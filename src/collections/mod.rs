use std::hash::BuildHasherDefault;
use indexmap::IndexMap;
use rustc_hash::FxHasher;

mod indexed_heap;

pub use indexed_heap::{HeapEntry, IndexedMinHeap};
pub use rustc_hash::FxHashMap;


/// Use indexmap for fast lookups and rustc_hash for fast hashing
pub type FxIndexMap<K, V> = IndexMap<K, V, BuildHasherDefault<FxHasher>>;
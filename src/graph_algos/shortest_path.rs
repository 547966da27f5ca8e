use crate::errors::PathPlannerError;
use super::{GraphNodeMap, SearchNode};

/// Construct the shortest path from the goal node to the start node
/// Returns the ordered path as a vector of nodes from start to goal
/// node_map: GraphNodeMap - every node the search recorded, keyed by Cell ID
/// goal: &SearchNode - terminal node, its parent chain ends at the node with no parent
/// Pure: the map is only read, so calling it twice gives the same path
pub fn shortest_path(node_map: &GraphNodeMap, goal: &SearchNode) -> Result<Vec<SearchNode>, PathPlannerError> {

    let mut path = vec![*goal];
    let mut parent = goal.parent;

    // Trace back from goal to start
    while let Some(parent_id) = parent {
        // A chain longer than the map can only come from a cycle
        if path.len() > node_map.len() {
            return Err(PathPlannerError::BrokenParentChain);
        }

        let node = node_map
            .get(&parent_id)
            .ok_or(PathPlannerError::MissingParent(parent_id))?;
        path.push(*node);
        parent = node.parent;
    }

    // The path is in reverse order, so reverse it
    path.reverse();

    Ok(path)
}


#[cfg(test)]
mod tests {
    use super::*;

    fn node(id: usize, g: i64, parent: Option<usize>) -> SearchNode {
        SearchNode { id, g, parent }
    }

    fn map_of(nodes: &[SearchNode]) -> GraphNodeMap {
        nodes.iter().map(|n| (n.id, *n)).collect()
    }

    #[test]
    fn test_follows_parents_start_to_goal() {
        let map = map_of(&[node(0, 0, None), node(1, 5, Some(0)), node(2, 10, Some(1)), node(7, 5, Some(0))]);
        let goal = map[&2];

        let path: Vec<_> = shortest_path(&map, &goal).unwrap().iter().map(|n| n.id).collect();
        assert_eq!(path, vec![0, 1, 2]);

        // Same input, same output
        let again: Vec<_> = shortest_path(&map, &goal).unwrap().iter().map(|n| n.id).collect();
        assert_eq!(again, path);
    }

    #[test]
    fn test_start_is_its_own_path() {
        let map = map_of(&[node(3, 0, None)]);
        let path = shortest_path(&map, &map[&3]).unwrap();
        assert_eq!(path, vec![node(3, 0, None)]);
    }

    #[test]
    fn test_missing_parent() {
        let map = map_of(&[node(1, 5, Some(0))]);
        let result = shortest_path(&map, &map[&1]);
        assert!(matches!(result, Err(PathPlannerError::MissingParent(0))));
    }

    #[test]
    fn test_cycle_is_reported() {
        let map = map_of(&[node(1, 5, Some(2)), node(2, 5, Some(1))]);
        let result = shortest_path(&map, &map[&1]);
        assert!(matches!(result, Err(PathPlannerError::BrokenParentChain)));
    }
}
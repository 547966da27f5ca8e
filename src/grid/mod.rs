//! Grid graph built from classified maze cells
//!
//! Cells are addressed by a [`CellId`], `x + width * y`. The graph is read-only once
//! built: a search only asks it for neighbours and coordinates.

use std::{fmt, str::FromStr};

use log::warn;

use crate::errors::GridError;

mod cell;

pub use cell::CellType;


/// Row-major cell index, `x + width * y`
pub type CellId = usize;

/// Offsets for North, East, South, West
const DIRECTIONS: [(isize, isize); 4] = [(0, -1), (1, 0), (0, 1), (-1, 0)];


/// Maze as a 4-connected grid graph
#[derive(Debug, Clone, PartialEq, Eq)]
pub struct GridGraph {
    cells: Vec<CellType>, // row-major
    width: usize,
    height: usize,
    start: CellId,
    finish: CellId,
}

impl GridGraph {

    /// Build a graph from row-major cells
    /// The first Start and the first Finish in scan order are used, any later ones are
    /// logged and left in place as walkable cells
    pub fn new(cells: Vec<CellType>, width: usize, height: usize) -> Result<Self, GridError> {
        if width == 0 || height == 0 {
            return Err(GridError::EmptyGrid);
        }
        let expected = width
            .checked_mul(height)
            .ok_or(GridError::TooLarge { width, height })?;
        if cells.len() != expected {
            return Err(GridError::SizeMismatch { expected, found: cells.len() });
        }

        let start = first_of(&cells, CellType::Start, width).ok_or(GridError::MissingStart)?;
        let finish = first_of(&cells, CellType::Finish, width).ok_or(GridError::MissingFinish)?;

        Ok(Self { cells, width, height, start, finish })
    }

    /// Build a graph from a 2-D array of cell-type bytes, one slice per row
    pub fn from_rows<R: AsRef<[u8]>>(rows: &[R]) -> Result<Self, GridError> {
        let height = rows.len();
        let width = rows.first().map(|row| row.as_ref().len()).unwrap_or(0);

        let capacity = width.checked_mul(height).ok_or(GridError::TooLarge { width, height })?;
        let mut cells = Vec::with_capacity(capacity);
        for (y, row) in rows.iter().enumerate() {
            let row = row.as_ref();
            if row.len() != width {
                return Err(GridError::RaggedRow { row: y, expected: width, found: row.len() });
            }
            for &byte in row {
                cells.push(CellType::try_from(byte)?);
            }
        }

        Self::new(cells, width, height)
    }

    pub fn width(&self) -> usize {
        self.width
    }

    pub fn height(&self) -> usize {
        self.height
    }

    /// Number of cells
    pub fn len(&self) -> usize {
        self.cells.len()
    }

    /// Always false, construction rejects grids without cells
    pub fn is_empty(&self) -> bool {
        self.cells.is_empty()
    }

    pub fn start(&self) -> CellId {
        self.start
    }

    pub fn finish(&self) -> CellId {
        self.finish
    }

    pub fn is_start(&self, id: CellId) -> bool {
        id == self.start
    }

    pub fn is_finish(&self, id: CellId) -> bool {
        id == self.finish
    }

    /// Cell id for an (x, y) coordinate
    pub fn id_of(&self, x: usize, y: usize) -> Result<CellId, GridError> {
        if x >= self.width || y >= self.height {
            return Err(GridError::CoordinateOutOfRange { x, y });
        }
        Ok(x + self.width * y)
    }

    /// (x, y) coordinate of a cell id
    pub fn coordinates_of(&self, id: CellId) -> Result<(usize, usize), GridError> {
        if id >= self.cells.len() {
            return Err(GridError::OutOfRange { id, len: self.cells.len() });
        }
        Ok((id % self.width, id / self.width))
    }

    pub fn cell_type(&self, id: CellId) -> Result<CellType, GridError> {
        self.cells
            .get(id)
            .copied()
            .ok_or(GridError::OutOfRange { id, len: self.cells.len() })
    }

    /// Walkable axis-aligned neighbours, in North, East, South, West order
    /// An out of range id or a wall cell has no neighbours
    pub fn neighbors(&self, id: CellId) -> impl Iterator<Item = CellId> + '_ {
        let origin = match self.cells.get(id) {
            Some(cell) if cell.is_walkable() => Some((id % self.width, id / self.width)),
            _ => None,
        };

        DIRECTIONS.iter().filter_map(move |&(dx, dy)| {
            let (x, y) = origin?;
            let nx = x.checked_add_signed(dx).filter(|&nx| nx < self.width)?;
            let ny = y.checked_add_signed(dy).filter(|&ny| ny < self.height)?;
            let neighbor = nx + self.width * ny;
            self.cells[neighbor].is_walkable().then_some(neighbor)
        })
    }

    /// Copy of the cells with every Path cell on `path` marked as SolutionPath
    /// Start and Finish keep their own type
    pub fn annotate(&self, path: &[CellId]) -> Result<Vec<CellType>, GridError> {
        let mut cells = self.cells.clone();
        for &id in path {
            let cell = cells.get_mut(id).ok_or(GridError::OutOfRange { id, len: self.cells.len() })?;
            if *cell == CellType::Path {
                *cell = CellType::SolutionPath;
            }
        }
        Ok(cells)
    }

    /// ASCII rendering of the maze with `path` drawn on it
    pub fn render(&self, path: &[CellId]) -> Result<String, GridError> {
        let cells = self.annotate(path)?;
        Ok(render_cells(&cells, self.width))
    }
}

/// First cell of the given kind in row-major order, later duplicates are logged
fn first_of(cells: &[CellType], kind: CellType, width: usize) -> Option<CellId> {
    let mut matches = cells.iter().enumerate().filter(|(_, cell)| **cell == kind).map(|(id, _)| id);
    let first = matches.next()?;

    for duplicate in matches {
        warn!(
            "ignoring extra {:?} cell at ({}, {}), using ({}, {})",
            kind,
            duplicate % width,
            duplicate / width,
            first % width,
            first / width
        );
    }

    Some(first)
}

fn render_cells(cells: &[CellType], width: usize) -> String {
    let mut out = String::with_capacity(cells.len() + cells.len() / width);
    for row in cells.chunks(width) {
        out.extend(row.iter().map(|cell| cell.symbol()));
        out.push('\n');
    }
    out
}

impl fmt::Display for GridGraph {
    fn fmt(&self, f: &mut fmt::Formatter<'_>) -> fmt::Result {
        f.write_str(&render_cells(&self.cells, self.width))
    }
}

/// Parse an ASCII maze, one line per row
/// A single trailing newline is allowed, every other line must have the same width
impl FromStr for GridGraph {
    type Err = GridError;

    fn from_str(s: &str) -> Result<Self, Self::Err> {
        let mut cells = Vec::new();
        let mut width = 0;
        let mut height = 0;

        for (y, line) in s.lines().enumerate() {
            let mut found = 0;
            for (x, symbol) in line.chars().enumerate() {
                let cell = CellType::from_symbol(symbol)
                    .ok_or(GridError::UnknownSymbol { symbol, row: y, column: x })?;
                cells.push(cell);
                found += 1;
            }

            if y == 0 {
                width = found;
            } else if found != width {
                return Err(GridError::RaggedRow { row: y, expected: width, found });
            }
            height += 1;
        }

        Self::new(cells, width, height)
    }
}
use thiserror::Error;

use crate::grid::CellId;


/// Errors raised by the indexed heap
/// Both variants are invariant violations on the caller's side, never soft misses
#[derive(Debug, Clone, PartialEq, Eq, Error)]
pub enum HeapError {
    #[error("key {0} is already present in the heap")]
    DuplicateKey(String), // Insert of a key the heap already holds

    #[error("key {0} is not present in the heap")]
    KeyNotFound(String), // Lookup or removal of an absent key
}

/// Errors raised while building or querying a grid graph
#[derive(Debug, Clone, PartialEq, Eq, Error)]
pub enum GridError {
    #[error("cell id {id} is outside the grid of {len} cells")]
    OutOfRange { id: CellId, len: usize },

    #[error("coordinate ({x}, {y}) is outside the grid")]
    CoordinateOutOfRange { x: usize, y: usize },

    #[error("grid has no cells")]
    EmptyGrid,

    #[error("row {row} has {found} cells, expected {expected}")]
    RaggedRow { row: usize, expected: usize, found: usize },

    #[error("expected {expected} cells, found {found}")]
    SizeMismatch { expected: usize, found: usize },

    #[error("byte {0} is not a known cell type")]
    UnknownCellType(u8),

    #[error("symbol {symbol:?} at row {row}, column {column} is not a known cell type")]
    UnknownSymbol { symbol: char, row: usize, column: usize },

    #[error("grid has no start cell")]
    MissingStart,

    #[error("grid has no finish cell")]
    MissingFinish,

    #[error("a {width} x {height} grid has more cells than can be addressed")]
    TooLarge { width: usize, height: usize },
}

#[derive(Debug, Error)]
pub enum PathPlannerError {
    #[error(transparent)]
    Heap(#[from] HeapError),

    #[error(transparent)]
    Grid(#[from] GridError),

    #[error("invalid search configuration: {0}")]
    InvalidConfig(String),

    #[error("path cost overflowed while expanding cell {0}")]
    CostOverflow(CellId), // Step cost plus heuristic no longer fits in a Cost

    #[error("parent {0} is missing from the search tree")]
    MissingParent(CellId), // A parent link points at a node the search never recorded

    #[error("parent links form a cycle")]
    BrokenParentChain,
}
━━━
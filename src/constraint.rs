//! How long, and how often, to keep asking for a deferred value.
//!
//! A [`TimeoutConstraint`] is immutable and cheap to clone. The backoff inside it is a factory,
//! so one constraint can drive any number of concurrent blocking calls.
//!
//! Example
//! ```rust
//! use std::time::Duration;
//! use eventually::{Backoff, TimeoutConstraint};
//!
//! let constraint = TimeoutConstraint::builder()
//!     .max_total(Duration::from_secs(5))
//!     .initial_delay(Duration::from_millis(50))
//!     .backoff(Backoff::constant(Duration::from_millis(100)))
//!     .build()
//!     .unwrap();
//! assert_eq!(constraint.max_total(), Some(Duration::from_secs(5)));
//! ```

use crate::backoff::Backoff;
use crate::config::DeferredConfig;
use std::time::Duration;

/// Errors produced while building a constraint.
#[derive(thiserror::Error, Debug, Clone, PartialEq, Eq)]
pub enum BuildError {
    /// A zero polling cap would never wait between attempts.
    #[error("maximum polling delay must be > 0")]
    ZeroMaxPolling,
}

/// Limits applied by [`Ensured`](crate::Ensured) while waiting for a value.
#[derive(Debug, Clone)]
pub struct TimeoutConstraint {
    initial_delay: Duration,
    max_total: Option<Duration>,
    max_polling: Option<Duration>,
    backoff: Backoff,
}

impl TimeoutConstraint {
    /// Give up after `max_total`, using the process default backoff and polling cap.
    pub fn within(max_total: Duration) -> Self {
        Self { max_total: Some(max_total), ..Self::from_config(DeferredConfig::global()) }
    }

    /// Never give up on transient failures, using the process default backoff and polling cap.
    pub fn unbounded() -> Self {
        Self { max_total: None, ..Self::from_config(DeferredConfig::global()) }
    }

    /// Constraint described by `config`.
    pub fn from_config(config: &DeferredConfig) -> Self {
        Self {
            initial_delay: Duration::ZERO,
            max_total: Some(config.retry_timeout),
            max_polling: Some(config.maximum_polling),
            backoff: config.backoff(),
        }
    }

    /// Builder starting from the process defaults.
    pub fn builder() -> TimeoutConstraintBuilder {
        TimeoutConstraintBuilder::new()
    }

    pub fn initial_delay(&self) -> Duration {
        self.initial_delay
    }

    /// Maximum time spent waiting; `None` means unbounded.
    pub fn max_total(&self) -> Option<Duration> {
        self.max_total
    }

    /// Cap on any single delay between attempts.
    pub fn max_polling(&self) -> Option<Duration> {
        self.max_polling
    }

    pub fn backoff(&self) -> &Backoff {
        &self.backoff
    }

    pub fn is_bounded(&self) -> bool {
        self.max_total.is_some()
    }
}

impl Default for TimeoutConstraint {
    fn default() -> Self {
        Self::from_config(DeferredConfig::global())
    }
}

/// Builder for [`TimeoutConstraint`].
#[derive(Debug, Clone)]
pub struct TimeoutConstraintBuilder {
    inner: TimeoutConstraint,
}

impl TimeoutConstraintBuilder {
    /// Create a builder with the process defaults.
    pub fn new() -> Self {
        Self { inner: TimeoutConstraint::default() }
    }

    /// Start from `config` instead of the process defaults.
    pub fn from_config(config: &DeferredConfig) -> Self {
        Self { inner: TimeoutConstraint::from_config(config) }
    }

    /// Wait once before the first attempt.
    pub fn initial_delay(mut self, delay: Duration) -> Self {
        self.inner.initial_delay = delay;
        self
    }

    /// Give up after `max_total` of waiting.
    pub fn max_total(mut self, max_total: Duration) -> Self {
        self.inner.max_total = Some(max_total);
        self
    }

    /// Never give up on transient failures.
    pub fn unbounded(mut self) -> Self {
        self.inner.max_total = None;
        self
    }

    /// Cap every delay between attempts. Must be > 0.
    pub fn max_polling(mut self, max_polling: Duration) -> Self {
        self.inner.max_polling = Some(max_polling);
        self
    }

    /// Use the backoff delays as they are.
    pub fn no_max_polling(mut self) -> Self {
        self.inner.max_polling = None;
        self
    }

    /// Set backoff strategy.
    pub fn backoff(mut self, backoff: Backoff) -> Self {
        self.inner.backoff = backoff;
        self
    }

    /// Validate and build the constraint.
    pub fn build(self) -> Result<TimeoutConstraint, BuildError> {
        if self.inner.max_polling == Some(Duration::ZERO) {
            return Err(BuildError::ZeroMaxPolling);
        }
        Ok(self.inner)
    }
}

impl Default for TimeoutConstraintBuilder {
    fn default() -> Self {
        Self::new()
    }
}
━━━
> _Task brief_:
Give back exactly the lines of the listing above that run from the line with "filename src/collections/mod.rs" to the line with "if path.len() >", inclusive.

> _Answer box_:
filename src/collections/mod.rs
use std::hash::BuildHasherDefault;
use indexmap::IndexMap;
use rustc_hash::FxHasher;

mod indexed_heap;

pub use indexed_heap::{HeapEntry, IndexedMinHeap};
pub use rustc_hash::FxHashMap;


/// Use indexmap for fast lookups and rustc_hash for fast hashing
pub type FxIndexMap<K, V> = IndexMap<K, V, BuildHasherDefault<FxHasher>>;
filename src/graph_algos/shortest_path.rs
repository 547966da27f5ca8e
use crate::errors::PathPlannerError;
use super::{GraphNodeMap, SearchNode};

/// Construct the shortest path from the goal node to the start node
/// Returns the ordered path as a vector of nodes from start to goal
/// node_map: GraphNodeMap - every node the search recorded, keyed by Cell ID
/// goal: &SearchNode - terminal node, its parent chain ends at the node with no parent
/// Pure: the map is only read, so calling it twice gives the same path
pub fn shortest_path(node_map: &GraphNodeMap, goal: &SearchNode) -> Result<Vec<SearchNode>, PathPlannerError> {

    let mut path = vec![*goal];
    let mut parent = goal.parent;

    // Trace back from goal to start
    while let Some(parent_id) = parent {
        // A chain longer than the map can only come from a cycle
        if path.len() > node_map.len() {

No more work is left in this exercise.